Report the lines of the data below that contain the string "confidence".

▶ Record excerpts
___
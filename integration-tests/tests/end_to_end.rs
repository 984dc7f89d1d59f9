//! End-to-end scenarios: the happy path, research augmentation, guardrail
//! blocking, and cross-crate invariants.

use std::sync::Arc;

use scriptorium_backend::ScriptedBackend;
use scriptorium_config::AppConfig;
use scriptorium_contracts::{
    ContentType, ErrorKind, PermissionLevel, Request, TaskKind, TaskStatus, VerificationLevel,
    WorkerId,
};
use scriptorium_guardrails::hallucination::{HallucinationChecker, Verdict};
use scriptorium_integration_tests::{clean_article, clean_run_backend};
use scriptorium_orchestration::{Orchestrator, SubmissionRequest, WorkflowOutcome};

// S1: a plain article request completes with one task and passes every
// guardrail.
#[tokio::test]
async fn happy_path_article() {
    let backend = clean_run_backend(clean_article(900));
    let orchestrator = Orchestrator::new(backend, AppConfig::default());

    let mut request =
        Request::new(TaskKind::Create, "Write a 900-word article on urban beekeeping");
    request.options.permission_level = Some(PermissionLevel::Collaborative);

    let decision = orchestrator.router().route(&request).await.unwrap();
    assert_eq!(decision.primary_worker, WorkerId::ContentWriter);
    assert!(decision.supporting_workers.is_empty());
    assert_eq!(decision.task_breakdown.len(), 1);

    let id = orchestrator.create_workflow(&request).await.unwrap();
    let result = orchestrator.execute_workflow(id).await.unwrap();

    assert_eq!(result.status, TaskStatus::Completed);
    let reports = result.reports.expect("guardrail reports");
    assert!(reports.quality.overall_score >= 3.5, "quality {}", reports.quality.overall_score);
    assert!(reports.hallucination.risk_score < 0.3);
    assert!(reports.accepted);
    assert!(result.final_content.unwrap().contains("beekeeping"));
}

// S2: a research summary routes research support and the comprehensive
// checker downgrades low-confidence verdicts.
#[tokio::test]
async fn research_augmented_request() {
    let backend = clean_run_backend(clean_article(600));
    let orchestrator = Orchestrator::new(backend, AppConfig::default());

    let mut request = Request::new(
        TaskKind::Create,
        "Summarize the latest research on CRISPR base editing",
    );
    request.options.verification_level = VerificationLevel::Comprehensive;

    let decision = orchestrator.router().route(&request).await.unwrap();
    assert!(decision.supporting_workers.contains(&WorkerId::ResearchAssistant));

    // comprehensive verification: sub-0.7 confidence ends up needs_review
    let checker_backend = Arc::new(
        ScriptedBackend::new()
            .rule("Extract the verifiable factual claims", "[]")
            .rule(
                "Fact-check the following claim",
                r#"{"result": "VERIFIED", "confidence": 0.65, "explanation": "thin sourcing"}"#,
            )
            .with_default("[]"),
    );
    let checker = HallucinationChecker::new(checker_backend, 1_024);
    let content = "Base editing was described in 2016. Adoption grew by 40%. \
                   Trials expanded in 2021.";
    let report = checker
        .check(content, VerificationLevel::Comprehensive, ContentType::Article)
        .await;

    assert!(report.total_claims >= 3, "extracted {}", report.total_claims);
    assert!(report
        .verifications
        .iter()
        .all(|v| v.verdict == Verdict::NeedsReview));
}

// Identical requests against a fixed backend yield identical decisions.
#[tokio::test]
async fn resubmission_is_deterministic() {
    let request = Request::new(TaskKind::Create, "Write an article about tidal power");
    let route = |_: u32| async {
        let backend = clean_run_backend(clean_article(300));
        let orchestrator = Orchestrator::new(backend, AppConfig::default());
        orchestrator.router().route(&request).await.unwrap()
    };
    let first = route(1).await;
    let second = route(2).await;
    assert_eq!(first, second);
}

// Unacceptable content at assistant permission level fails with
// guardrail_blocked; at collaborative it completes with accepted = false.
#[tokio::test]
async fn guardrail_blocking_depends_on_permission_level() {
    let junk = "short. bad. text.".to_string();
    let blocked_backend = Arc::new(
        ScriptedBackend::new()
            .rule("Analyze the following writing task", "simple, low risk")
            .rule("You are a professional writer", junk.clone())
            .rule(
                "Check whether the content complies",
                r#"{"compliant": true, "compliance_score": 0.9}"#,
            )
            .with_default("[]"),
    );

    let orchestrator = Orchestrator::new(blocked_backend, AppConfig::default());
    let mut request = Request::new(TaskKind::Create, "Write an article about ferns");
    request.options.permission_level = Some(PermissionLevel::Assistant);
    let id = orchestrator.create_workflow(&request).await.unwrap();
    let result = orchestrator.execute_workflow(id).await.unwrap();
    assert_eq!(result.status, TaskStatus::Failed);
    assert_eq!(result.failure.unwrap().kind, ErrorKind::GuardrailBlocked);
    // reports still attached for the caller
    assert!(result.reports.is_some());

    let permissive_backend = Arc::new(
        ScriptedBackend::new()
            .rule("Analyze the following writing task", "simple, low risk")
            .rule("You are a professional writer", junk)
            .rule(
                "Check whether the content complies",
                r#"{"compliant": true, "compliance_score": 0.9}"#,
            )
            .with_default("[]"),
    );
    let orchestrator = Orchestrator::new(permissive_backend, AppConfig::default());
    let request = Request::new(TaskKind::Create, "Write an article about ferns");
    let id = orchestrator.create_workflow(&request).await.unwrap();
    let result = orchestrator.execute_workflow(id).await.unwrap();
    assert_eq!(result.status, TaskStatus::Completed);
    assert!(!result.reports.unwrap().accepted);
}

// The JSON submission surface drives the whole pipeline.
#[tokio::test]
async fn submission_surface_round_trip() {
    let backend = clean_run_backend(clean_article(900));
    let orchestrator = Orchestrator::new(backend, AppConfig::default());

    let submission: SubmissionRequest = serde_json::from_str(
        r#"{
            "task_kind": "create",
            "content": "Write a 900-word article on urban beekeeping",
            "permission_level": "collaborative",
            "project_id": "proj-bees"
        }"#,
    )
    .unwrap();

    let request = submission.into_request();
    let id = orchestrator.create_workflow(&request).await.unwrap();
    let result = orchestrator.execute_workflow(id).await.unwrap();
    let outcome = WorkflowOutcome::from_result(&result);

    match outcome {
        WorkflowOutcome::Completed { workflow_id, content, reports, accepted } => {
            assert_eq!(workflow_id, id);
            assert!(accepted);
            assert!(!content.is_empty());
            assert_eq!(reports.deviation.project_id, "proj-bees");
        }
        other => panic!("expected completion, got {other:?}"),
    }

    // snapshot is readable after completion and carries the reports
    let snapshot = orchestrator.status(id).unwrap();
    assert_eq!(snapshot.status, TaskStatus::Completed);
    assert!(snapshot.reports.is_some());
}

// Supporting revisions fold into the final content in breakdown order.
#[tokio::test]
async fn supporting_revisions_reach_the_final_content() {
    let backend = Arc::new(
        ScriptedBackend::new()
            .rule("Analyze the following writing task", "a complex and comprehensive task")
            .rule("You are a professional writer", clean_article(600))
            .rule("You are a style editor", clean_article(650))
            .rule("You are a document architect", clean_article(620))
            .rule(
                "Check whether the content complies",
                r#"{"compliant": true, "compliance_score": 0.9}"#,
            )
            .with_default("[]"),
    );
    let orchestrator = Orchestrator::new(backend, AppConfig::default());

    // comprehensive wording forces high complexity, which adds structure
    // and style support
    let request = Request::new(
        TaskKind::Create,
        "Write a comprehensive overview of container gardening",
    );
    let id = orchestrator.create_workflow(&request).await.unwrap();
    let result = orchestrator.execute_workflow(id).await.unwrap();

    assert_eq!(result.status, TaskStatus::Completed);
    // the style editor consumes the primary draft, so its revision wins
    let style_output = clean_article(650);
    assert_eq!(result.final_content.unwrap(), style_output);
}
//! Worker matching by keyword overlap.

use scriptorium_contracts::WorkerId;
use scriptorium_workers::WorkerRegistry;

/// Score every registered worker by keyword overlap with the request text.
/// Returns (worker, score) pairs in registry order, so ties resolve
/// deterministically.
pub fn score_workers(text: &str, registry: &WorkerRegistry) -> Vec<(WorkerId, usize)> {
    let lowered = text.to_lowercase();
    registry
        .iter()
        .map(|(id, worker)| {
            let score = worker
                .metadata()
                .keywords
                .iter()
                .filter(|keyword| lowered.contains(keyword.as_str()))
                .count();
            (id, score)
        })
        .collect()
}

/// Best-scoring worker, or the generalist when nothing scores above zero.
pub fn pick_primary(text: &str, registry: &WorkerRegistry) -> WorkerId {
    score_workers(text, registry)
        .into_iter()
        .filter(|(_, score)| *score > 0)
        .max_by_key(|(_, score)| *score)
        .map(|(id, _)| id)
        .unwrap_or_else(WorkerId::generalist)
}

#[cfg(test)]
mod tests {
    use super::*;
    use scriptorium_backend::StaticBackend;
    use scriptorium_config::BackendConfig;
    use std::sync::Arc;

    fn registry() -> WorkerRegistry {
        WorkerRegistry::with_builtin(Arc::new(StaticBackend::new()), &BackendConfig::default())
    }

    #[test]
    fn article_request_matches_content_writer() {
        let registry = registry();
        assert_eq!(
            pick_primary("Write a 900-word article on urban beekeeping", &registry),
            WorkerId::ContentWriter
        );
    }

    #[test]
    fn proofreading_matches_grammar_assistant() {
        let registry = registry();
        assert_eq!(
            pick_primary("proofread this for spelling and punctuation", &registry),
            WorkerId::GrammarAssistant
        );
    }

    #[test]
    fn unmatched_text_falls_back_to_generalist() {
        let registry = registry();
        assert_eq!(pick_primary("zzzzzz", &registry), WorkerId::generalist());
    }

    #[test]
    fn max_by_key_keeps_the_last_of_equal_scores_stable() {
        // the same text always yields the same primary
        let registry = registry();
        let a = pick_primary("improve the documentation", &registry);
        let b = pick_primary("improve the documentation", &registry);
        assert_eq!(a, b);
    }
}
___
▶ Task output
// checker downgrades low-confidence verdicts.
    // comprehensive verification: sub-0.7 confidence ends up needs_review
                r#"{"result": "VERIFIED", "confidence": 0.65, "explanation": "thin sourcing"}"#,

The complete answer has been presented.